Why are originals more valuable than reproductions? Nobody who understands the tech can seriously claim that a robot with suitable brush and paints is incapable of perfectly reproducing any old masterwork down to the individual brush strokes — of course a robot can do that, the hardest part of that is compiling the list of requisite brush strokes, but that too can be automated.
But such a copy, and lets say the paints were chemically perfect and also some blend of plant and petroleum derivatives so as to fool even a carbon-dating test, would never command as much money as the original unless someone deliberately mixed them up so that nobody would even know which was which.
However, I don't know that this would ever help the masses.
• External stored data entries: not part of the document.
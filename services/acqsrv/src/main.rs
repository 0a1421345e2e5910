//! acqsrv binary

use std::path::PathBuf;
use std::sync::Arc;

use acqsrv::api::{create_router, AppState};
use acqsrv::config::{Config, DEFAULT_CONFIG_PATH};
use acqsrv::{
    logging, shutdown, AcquisitionEngine, BlockReader, Poller, SnapshotStore, WriteVerifier,
    SERVICE_NAME, SERVICE_VERSION,
};
use anyhow::Context;
use clap::Parser;
use fieldlink_modbus::{Connector, Negotiator, TcpConnector};
use tokio_util::sync::CancellationToken;
use tracing::{error, info};

#[derive(Parser, Debug)]
#[command(name = "acqsrv", version, about = "Modbus-TCP acquisition service")]
struct Args {
    /// Configuration file
    #[arg(short, long, env = "ACQSRV_CONFIG", default_value = DEFAULT_CONFIG_PATH)]
    config: PathBuf,

    /// Log level when RUST_LOG is not set
    #[arg(short, long, default_value = "info")]
    log_level: String,

    /// Print the effective configuration and exit
    #[arg(long)]
    print_config: bool,
}

#[tokio::main]
async fn main() -> anyhow::Result<()> {
    let args = Args::parse();

    let config = Config::load(&args.config)
        .with_context(|| format!("Failed to load {}", args.config.display()))?;

    if args.print_config {
        print!("{}", config.to_yaml()?);
        return Ok(());
    }

    logging::init(&args.log_level);
    info!(
        "Starting {} v{} - device {}:{} unit {}, interval {}ms, decode {}",
        SERVICE_NAME,
        SERVICE_VERSION,
        config.device.host,
        config.device.port,
        config.device.unit_id,
        config.polling.interval_ms,
        config.decode
    );

    let config = Arc::new(config);
    let connector: Arc<dyn Connector> = Arc::new(TcpConnector);
    let negotiator = Negotiator::default();

    let reader = BlockReader::new(
        connector.clone(),
        negotiator.clone(),
        config.device.endpoint(),
        config.blocks.clone(),
        config.decode,
    );
    let engine = Arc::new(AcquisitionEngine::new(reader, Arc::new(SnapshotStore::new())));
    let poller = Poller::new(engine.clone(), config.polling.interval()).spawn();

    let token = CancellationToken::new();
    let api_handle = if config.service.enable_api {
        let addr = format!("{}:{}", config.service.api_host, config.service.api_port);
        let listener = tokio::net::TcpListener::bind(&addr)
            .await
            .with_context(|| format!("Failed to bind API server on {addr}"))?;
        info!("API listening on {}", addr);

        let state = AppState::new(
            config.clone(),
            engine,
            WriteVerifier::new(connector, negotiator),
        );
        let app = create_router(state);
        let api_token = token.clone();
        Some(tokio::spawn(async move {
            if let Err(e) = axum::serve(listener, app)
                .with_graceful_shutdown(async move { api_token.cancelled().await })
                .await
            {
                error!("API server error: {}", e);
            }
        }))
    } else {
        None
    };

    shutdown::shutdown_signal(token).await;
    info!("Shutting down");

    poller.stop().await;
    if let Some(handle) = api_handle {
        if let Err(e) = handle.await {
            error!("API task failed: {}", e);
        }
    }

    info!("{} stopped", SERVICE_NAME);
    Ok(())
}
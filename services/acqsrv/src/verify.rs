//! Write-then-verify
//!
//! Writes one holding register on a dedicated connection and reads it back.
//! Outcomes are values, not errors: a write the device acknowledged stays a
//! success even when the read-back fails.

use std::sync::Arc;

use fieldlink_modbus::{Connector, DeviceEndpoint, Negotiator, RegisterClient};
use serde::{Deserialize, Serialize};
use tracing::{debug, info, warn};

/// Outcome tag of one write-verify run
#[derive(Debug, Clone, Copy, PartialEq, Eq, Serialize, Deserialize)]
#[serde(rename_all = "snake_case")]
pub enum WriteOutcome {
    ConnectFailed,
    WriteError,
    /// Write acknowledged, read-back failed
    ReadError,
    Ok,
}

#[derive(Debug, Clone, PartialEq)]
pub struct WriteResult {
    pub outcome: WriteOutcome,
    pub address: u16,
    pub wrote: u16,
    pub readback: Option<u16>,
    /// Error text for the failing step
    pub detail: Option<String>,
}

impl WriteResult {
    fn failed(outcome: WriteOutcome, address: u16, wrote: u16, detail: String) -> Self {
        Self {
            outcome,
            address,
            wrote,
            readback: None,
            detail: Some(detail),
        }
    }

    /// True once the device acknowledged the write
    pub fn ok(&self) -> bool {
        matches!(self.outcome, WriteOutcome::Ok | WriteOutcome::ReadError)
    }

    /// True if the read-back matches the written value
    pub fn verified(&self) -> bool {
        self.readback == Some(self.wrote)
    }

    pub fn to_payload(&self) -> WritePayload {
        match self.outcome {
            WriteOutcome::Ok => WritePayload::success(WriteDetail {
                wrote: self.wrote,
                readback: self.readback,
                verify: None,
            }),
            WriteOutcome::ReadError => WritePayload::success(WriteDetail {
                wrote: self.wrote,
                readback: None,
                verify: Some("read_error".to_string()),
            }),
            WriteOutcome::ConnectFailed => WritePayload::failure("connect_failed".to_string()),
            WriteOutcome::WriteError => WritePayload::failure(format!(
                "write_error:{}",
                self.detail.as_deref().unwrap_or_default()
            )),
        }
    }
}

/// Wire shape of a write-verify result
#[derive(Debug, Clone, PartialEq, Serialize, Deserialize)]
pub struct WritePayload {
    pub ok: bool,
    #[serde(default, skip_serializing_if = "Option::is_none")]
    pub result: Option<WriteDetail>,
    #[serde(default, skip_serializing_if = "Option::is_none")]
    pub error: Option<String>,
}

impl WritePayload {
    fn success(detail: WriteDetail) -> Self {
        Self {
            ok: true,
            result: Some(detail),
            error: None,
        }
    }

    fn failure(error: String) -> Self {
        Self {
            ok: false,
            result: None,
            error: Some(error),
        }
    }
}

#[derive(Debug, Clone, PartialEq, Serialize, Deserialize)]
pub struct WriteDetail {
    pub wrote: u16,
    #[serde(default, skip_serializing_if = "Option::is_none")]
    pub readback: Option<u16>,
    #[serde(default, skip_serializing_if = "Option::is_none")]
    pub verify: Option<String>,
}

/// Runs write-verify against any endpoint
#[derive(Clone)]
pub struct WriteVerifier {
    connector: Arc<dyn Connector>,
    negotiator: Negotiator,
}

impl WriteVerifier {
    pub fn new(connector: Arc<dyn Connector>, negotiator: Negotiator) -> Self {
        Self {
            connector,
            negotiator,
        }
    }

    /// Write `value` to `address`, then read it back
    pub async fn write_and_verify(
        &self,
        endpoint: &DeviceEndpoint,
        address: u16,
        value: u16,
    ) -> WriteResult {
        let mut client = match self.connector.connect(endpoint).await {
            Ok(client) => client,
            Err(e) => {
                warn!("Write {}@{}: connect failed: {}", address, endpoint.address(), e);
                return WriteResult::failed(
                    WriteOutcome::ConnectFailed,
                    address,
                    value,
                    e.to_string(),
                );
            },
        };

        let result = self
            .run(client.as_mut(), endpoint.unit_id, address, value)
            .await;

        if let Err(e) = client.close().await {
            debug!("Close {}: {}", endpoint.address(), e);
        }
        result
    }

    async fn run(
        &self,
        client: &mut dyn RegisterClient,
        unit: u8,
        address: u16,
        value: u16,
    ) -> WriteResult {
        if let Err(e) = self
            .negotiator
            .write_register(client, unit, address, value)
            .await
        {
            warn!("Write {}={} failed: {}", address, value, e);
            return WriteResult::failed(WriteOutcome::WriteError, address, value, e.to_string());
        }

        match self.negotiator.read_holding(client, unit, address, 1).await {
            Ok(registers) if !registers.is_empty() => {
                let readback = registers[0];
                if readback == value {
                    info!("Write {}={} verified", address, value);
                } else {
                    warn!("Write {}={} read back {}", address, value, readback);
                }
                WriteResult {
                    outcome: WriteOutcome::Ok,
                    address,
                    wrote: value,
                    readback: Some(readback),
                    detail: None,
                }
            },
            Ok(_) => {
                warn!("Write {}={} acknowledged, read-back empty", address, value);
                WriteResult::failed(
                    WriteOutcome::ReadError,
                    address,
                    value,
                    "empty read-back".to_string(),
                )
            },
            Err(e) => {
                warn!("Write {}={} acknowledged, read-back failed: {}", address, value, e);
                WriteResult::failed(WriteOutcome::ReadError, address, value, e.to_string())
            },
        }
    }
}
Perhaps a quadrillionaire in a space mansion would like to buy all of Earth and all the people on it, but that doesn't mean we'd get any better than being forced to LARP whatever folly* they chose for us.
People boycott AI art in indie games, music, etc. but it's still finding massive use everywhere across most industries, and by and large companies are getting away with it.
> would never command as much money as the original unless someone deliberately mixed them up so that nobody would even know which was which.
That is based on current sensibilities which are capable of change. Give it 20 years of PR campaigns and who knows where we end up.
> People boycott AI art in indie games, music, etc. but it's still finding massive use everywhere across most industries, and by and large companies are getting away with it.
Use, yes. I find it on packaging, on billboards. "Massive" use? Not so clear, e.g. how much is this just a substitute for clip art and stock photography? I.e. stuff that was already low-value.
But even there, to the extent they get away with it, that's due to people like me who care about aesthetics.
To illustrate the difference:
Know what I don't care for? Der Kuss[0], the Mona Lisa[1], everything Van Gogh is famous for[2], likewise Pollock, Frida Kahlo, Monet, and Gauguin.
Know what's expensive? All of those things I don't care for.
> That is based on current sensibilities which are capable of change. Give it 20 years of PR campaigns and who knows where we end up.
When there's a thousand indistinguishable replicas of the Mona Lisa, the original becomes worthless, the replicas don't gain value.
The effort is the point, it's the reason for the price. When an expensive thing becomes cheap, it stops being an expensive signal (and vice-versa).
[0] the woman's head looks like it's been severed, rotated 90°, her ear placed where the stump of her neck ought to be. Most of Klimt's other stuff is better.
[1] her smile is not "mysterious", it's just the resting face of someone who had to keep still for long enough to get painted
[2] the stuff he's not famous for is, IMO, generally better than the stuff he is famous for.
The originals of physical art pieces operate off the same logic that drives NFTs. As stupid as people think they are, they do show a modern drive for ownership of something with provenance.